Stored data
* * * * * * *

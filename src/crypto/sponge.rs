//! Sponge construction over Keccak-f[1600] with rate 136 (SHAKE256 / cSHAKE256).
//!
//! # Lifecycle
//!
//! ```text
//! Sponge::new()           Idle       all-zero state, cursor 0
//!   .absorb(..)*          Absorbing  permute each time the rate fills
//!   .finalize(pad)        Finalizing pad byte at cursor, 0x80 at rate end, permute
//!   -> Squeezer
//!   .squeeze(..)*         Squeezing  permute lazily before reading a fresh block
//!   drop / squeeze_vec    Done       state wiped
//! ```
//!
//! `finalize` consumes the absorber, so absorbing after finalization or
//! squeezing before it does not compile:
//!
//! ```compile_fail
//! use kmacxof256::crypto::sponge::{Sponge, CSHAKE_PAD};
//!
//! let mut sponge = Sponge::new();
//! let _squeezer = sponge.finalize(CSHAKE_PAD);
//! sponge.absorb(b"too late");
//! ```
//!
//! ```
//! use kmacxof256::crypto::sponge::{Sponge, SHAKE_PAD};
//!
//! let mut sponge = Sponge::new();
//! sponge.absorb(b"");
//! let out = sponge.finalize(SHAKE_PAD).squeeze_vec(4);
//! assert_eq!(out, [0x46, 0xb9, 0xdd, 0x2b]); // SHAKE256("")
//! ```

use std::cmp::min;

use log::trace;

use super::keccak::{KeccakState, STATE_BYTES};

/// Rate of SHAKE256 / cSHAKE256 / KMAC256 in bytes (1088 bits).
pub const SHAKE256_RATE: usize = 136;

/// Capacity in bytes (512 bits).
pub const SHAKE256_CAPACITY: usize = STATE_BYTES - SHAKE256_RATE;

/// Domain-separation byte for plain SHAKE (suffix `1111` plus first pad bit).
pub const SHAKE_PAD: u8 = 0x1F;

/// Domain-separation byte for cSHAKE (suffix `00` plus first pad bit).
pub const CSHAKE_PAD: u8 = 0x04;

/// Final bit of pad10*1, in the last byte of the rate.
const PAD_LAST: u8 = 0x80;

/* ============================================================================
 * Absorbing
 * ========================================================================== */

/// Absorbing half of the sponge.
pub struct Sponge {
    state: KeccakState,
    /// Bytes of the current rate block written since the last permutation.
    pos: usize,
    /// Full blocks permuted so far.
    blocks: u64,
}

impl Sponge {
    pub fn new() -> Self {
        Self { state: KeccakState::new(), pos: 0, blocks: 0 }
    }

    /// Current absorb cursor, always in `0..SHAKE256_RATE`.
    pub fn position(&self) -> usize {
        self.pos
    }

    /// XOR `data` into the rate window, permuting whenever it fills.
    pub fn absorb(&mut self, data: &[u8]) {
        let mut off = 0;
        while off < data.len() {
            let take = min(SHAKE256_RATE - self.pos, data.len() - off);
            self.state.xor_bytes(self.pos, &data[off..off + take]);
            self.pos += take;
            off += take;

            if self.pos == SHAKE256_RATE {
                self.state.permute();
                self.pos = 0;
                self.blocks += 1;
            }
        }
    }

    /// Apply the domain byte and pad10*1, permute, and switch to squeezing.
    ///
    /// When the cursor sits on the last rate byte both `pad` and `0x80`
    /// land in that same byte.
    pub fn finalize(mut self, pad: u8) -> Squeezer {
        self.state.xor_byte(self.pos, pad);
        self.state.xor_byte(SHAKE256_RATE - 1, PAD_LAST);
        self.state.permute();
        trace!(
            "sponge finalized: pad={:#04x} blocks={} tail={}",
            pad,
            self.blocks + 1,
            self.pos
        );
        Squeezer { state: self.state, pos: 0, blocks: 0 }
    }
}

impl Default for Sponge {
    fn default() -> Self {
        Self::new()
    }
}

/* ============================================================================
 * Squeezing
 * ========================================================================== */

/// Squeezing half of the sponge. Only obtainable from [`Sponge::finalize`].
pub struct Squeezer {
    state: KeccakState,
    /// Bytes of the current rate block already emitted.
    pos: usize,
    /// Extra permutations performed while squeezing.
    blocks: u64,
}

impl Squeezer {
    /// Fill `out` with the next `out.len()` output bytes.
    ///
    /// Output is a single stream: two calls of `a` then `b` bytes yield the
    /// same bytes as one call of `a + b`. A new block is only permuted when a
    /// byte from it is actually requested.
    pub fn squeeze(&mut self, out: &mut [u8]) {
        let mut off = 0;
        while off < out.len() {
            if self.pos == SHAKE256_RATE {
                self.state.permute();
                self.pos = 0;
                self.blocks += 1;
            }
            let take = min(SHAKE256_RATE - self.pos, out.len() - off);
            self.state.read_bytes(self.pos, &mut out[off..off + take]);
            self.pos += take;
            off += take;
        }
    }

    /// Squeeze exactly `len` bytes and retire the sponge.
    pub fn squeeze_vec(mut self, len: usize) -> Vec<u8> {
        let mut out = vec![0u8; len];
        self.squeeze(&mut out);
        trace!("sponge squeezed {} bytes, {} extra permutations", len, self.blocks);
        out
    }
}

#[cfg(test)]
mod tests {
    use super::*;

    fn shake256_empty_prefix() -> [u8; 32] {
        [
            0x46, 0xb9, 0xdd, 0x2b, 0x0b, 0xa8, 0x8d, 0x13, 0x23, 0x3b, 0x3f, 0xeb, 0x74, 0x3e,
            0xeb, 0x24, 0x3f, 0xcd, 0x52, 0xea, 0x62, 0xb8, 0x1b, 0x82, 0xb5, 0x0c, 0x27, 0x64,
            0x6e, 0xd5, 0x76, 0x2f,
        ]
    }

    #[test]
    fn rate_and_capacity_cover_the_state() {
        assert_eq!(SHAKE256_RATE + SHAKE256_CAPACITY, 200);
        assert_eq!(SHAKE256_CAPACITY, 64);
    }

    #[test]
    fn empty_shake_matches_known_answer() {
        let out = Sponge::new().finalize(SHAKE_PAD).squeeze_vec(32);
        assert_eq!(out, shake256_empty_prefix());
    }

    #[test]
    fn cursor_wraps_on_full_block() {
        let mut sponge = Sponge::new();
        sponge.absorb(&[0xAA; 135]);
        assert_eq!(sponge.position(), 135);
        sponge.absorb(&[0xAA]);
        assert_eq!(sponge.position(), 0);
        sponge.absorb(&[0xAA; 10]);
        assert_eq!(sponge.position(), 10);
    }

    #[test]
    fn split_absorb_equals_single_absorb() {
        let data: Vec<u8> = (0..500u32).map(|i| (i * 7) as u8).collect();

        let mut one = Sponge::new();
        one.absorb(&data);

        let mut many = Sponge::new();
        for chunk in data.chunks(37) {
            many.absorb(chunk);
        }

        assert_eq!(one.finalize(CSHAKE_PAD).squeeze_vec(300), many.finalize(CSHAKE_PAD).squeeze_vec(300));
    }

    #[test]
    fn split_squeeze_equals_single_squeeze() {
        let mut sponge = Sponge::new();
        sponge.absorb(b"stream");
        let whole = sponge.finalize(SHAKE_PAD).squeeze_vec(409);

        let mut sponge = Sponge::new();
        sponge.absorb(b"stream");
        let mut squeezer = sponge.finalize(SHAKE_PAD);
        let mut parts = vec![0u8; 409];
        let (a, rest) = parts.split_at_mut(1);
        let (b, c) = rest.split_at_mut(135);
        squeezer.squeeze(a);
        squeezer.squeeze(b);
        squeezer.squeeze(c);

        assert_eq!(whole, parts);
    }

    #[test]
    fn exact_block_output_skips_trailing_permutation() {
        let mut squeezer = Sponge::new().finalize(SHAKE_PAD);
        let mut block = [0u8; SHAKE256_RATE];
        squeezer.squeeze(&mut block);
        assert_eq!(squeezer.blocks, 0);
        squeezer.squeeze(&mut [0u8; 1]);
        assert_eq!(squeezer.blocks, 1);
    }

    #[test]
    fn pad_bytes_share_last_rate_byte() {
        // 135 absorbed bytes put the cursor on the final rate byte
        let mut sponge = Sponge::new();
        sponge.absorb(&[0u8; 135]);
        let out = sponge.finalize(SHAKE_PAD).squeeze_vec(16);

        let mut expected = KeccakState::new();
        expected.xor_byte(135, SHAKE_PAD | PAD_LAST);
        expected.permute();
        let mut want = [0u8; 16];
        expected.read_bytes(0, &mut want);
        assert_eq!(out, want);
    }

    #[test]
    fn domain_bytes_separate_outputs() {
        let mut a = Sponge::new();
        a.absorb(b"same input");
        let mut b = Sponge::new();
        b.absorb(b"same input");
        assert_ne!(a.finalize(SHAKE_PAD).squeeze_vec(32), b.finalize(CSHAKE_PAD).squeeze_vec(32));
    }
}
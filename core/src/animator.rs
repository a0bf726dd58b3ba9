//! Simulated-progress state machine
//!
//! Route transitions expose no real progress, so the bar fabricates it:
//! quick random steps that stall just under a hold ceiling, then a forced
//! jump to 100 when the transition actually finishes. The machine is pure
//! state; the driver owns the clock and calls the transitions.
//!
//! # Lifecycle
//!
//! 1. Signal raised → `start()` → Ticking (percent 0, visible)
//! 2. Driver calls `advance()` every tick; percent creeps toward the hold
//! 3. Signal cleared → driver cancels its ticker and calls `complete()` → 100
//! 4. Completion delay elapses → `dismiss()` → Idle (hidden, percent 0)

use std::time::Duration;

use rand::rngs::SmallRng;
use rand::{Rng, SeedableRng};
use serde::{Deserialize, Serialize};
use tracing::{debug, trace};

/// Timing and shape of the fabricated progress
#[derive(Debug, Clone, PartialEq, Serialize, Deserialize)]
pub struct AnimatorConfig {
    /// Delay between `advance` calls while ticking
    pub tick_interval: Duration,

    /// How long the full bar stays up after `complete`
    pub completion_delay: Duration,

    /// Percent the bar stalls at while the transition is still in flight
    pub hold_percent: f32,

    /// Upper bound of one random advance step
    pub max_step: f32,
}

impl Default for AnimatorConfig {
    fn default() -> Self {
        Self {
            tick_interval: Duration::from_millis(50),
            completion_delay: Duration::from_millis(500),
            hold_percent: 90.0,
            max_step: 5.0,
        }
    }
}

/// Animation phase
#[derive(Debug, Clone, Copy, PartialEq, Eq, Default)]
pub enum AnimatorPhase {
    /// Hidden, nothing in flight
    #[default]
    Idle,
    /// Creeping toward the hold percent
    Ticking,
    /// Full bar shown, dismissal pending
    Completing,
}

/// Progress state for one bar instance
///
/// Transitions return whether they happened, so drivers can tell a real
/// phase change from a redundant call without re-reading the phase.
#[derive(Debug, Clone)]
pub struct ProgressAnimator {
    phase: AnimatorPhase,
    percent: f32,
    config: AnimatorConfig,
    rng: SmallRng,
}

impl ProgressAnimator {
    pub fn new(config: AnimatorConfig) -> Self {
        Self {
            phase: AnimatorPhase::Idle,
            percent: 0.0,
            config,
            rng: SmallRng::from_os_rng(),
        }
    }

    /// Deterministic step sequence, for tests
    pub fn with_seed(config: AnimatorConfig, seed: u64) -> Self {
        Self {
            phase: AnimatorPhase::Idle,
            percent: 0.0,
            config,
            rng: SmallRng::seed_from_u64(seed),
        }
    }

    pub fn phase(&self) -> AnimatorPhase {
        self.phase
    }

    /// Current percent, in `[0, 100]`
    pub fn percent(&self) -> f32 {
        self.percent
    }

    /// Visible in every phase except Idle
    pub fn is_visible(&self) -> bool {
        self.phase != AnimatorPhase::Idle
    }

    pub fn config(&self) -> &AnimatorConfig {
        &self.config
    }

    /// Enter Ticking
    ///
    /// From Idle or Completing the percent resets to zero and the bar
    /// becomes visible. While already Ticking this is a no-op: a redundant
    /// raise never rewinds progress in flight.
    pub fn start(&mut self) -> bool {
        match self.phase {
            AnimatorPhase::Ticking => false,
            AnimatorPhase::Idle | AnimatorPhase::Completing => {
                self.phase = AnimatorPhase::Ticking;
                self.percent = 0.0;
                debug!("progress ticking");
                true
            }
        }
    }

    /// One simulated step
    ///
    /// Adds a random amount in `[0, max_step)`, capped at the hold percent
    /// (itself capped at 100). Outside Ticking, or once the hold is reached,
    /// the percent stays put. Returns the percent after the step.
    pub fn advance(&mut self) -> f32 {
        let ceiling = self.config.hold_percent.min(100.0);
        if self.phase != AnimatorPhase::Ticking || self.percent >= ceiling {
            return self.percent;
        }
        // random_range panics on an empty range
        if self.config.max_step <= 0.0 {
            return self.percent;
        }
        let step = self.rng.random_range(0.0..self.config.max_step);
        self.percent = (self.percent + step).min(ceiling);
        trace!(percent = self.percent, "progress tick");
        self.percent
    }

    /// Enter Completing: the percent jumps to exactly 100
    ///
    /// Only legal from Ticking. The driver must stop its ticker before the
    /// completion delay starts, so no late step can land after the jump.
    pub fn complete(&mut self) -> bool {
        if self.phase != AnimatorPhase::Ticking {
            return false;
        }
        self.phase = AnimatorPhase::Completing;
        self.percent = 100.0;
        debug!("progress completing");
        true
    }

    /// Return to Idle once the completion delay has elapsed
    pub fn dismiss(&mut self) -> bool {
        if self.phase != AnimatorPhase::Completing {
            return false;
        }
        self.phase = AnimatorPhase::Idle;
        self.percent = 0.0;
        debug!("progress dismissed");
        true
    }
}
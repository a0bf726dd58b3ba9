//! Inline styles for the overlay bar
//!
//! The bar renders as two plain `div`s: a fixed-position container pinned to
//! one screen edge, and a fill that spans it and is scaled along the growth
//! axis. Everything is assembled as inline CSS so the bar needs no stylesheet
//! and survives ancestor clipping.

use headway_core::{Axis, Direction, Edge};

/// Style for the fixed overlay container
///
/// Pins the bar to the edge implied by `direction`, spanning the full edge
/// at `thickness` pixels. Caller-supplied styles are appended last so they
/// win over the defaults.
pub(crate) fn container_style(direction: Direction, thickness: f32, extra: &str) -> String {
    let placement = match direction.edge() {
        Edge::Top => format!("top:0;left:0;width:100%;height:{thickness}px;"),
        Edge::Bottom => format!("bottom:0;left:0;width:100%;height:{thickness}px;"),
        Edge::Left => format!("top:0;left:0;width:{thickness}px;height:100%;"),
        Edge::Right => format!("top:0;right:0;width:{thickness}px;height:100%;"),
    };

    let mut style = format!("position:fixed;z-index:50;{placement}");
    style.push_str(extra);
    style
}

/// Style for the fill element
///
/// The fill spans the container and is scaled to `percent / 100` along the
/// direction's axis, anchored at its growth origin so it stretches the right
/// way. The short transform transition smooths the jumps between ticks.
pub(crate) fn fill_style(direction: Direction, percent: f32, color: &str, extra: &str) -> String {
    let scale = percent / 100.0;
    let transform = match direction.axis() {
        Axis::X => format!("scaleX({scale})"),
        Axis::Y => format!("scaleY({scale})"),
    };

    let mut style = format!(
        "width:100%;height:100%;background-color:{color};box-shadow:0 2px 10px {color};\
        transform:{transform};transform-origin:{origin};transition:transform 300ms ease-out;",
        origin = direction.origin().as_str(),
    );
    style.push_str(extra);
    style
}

* * * * * * *

## EXERCISE DETAILS
Each line of the records that holds the word "blocks" should be copied out.

## TASK OUTPUT
    /// Full blocks permuted so far.
    blocks: u64,
        Self { state: KeccakState::new(), pos: 0, blocks: 0 }
                self.blocks += 1;
            "sponge finalized: pad={:#04x} blocks={} tail={}",
            self.blocks + 1,
        Squeezer { state: self.state, pos: 0, blocks: 0 }
    blocks: u64,
                self.blocks += 1;
        trace!("sponge squeezed {} bytes, {} extra permutations", len, self.blocks);
        assert_eq!(squeezer.blocks, 0);
        assert_eq!(squeezer.blocks, 1);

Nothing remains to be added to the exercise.